*** Opening of TASK INPUT ***

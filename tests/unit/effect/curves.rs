use super::*;

fn kf(ms: u64, value: f32) -> Keyframe {
    Keyframe::new(Millis(ms), value)
}

fn approx(a: f32, b: f32) -> bool {
    (a - b).abs() < 1e-5
}

#[test]
fn exact_time_returns_keyframe_value() {
    let keys = vec![kf(0, 0.1), kf(30, 0.9), kf(70, 0.4), kf(100, 0.0)];
    for k in &keys {
        assert_eq!(sample(&keys, k.time), Some(k.value));
    }
}

#[test]
fn midpoint_interpolates_linearly() {
    let keys = vec![kf(0, 0.2), kf(100, 0.8)];
    assert!(approx(sample(&keys, Millis(50)).unwrap(), 0.5));
    assert!(approx(sample(&keys, Millis(25)).unwrap(), 0.35));
}

#[test]
fn holds_last_value_past_the_end() {
    let keys = vec![kf(0, 0.2), kf(100, 0.8)];
    assert_eq!(sample(&keys, Millis(101)), Some(0.8));
    assert_eq!(sample(&keys, Millis(10_000)), Some(0.8));
}

#[test]
fn empty_curve_has_no_value() {
    assert_eq!(sample(&[], Millis(0)), None);
    let curves = HapticCurves {
        intensity: vec![],
        sharpness: vec![],
    };
    assert_eq!(curves.intensity_at(Millis(5)), DEFAULT_CURVE_VALUE);
    assert_eq!(curves.sharpness_at(Millis(5)), DEFAULT_CURVE_VALUE);
}

#[test]
fn before_first_key_interpolates_from_first_in_list_order() {
    // No keyframe lies before t=20, so `prev` falls back to the first keyframe in insertion
    // order (time 100), not the earliest one (time 50). The result extrapolates along the
    // 100 -> 50 segment.
    let keys = vec![kf(100, 0.5), kf(50, 0.2)];
    let v = sample(&keys, Millis(20)).unwrap();
    assert!(approx(v, 0.02), "got {v}");
}

#[test]
fn before_first_key_in_sorted_order_interpolates_from_it() {
    let keys = vec![kf(10, 0.4), kf(20, 0.6)];
    // prev falls back to (10, 0.4) and next is the same keyframe: zero span holds its value.
    let v = sample(&keys, Millis(5)).unwrap();
    assert_eq!(v, 0.4);
}

#[test]
fn out_of_order_keys_use_nearest_times_not_positions() {
    let keys = vec![kf(100, 1.0), kf(0, 0.0), kf(50, 0.5)];
    assert!(approx(sample(&keys, Millis(25)).unwrap(), 0.25));
    assert!(approx(sample(&keys, Millis(75)).unwrap(), 0.75));
}

#[test]
fn duplicate_times_resolve_to_first_inserted() {
    let keys = vec![kf(0, 0.0), kf(40, 0.3), kf(40, 0.9), kf(80, 0.0)];
    assert_eq!(sample(&keys, Millis(40)), Some(0.3));
    // prev for t=60 is the first keyframe at 40 (ties keep list order).
    assert!(approx(sample(&keys, Millis(60)).unwrap(), 0.15));
}

#[test]
fn key_times_are_sorted_unique_and_bounded() {
    let curves = HapticCurves {
        intensity: vec![kf(40, 1.0), kf(0, 0.0), kf(200, 0.5)],
        sharpness: vec![kf(40, 0.2), kf(10, 0.1)],
    };
    assert_eq!(
        curves.key_times(Millis(100)),
        vec![Millis(0), Millis(10), Millis(40)]
    );
}

#[test]
fn validate_rejects_out_of_range_values() {
    let curves = HapticCurves {
        intensity: vec![kf(0, 1.5)],
        sharpness: vec![kf(0, 0.5)],
    };
    assert!(curves.validate().is_err());
    assert!(HapticCurves::default().validate().is_ok());
}

#[test]
fn validate_rejects_empty_curves() {
    let no_intensity = HapticCurves {
        intensity: vec![],
        sharpness: vec![kf(0, 0.5)],
    };
    assert!(no_intensity.validate().is_err());

    let no_sharpness = HapticCurves {
        intensity: vec![kf(0, 0.5)],
        sharpness: vec![],
    };
    assert!(no_sharpness.validate().is_err());
}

*** Close of TASK INPUT ***

◆ **WHAT THE TASK REQUIRES**:
Return all of the entries exactly as they were supplied.

◆ **WRITTEN SOLUTION**:
filename tests/unit/effect/curves.rs
use super::*;

fn kf(ms: u64, value: f32) -> Keyframe {
    Keyframe::new(Millis(ms), value)
}

fn approx(a: f32, b: f32) -> bool {
    (a - b).abs() < 1e-5
}

#[test]
fn exact_time_returns_keyframe_value() {
    let keys = vec![kf(0, 0.1), kf(30, 0.9), kf(70, 0.4), kf(100, 0.0)];
    for k in &keys {
        assert_eq!(sample(&keys, k.time), Some(k.value));
    }
}

#[test]
fn midpoint_interpolates_linearly() {
    let keys = vec![kf(0, 0.2), kf(100, 0.8)];
    assert!(approx(sample(&keys, Millis(50)).unwrap(), 0.5));
    assert!(approx(sample(&keys, Millis(25)).unwrap(), 0.35));
}

#[test]
fn holds_last_value_past_the_end() {
    let keys = vec![kf(0, 0.2), kf(100, 0.8)];
    assert_eq!(sample(&keys, Millis(101)), Some(0.8));
    assert_eq!(sample(&keys, Millis(10_000)), Some(0.8));
}

#[test]
fn empty_curve_has_no_value() {
    assert_eq!(sample(&[], Millis(0)), None);
    let curves = HapticCurves {
        intensity: vec![],
        sharpness: vec![],
    };
    assert_eq!(curves.intensity_at(Millis(5)), DEFAULT_CURVE_VALUE);
    assert_eq!(curves.sharpness_at(Millis(5)), DEFAULT_CURVE_VALUE);
}

#[test]
fn before_first_key_interpolates_from_first_in_list_order() {
    // No keyframe lies before t=20, so `prev` falls back to the first keyframe in insertion
    // order (time 100), not the earliest one (time 50). The result extrapolates along the
    // 100 -> 50 segment.
    let keys = vec![kf(100, 0.5), kf(50, 0.2)];
    let v = sample(&keys, Millis(20)).unwrap();
    assert!(approx(v, 0.02), "got {v}");
}

#[test]
fn before_first_key_in_sorted_order_interpolates_from_it() {
    let keys = vec![kf(10, 0.4), kf(20, 0.6)];
    // prev falls back to (10, 0.4) and next is the same keyframe: zero span holds its value.
    let v = sample(&keys, Millis(5)).unwrap();
    assert_eq!(v, 0.4);
}

#[test]
fn out_of_order_keys_use_nearest_times_not_positions() {
    let keys = vec![kf(100, 1.0), kf(0, 0.0), kf(50, 0.5)];
    assert!(approx(sample(&keys, Millis(25)).unwrap(), 0.25));
    assert!(approx(sample(&keys, Millis(75)).unwrap(), 0.75));
}

#[test]
fn duplicate_times_resolve_to_first_inserted() {
    let keys = vec![kf(0, 0.0), kf(40, 0.3), kf(40, 0.9), kf(80, 0.0)];
    assert_eq!(sample(&keys, Millis(40)), Some(0.3));
    // prev for t=60 is the first keyframe at 40 (ties keep list order).
    assert!(approx(sample(&keys, Millis(60)).unwrap(), 0.15));
}

#[test]
fn key_times_are_sorted_unique_and_bounded() {
    let curves = HapticCurves {
        intensity: vec![kf(40, 1.0), kf(0, 0.0), kf(200, 0.5)],
        sharpness: vec![kf(40, 0.2), kf(10, 0.1)],
    };
    assert_eq!(
        curves.key_times(Millis(100)),
        vec![Millis(0), Millis(10), Millis(40)]
    );
}

#[test]
fn validate_rejects_out_of_range_values() {
    let curves = HapticCurves {
        intensity: vec![kf(0, 1.5)],
        sharpness: vec![kf(0, 0.5)],
    };
    assert!(curves.validate().is_err());
    assert!(HapticCurves::default().validate().is_ok());
}

#[test]
fn validate_rejects_empty_curves() {
    let no_intensity = HapticCurves {
        intensity: vec![],
        sharpness: vec![kf(0, 0.5)],
    };
    assert!(no_intensity.validate().is_err());

    let no_sharpness = HapticCurves {
        intensity: vec![kf(0, 0.5)],
        sharpness: vec![],
    };
    assert!(no_sharpness.validate().is_err());
}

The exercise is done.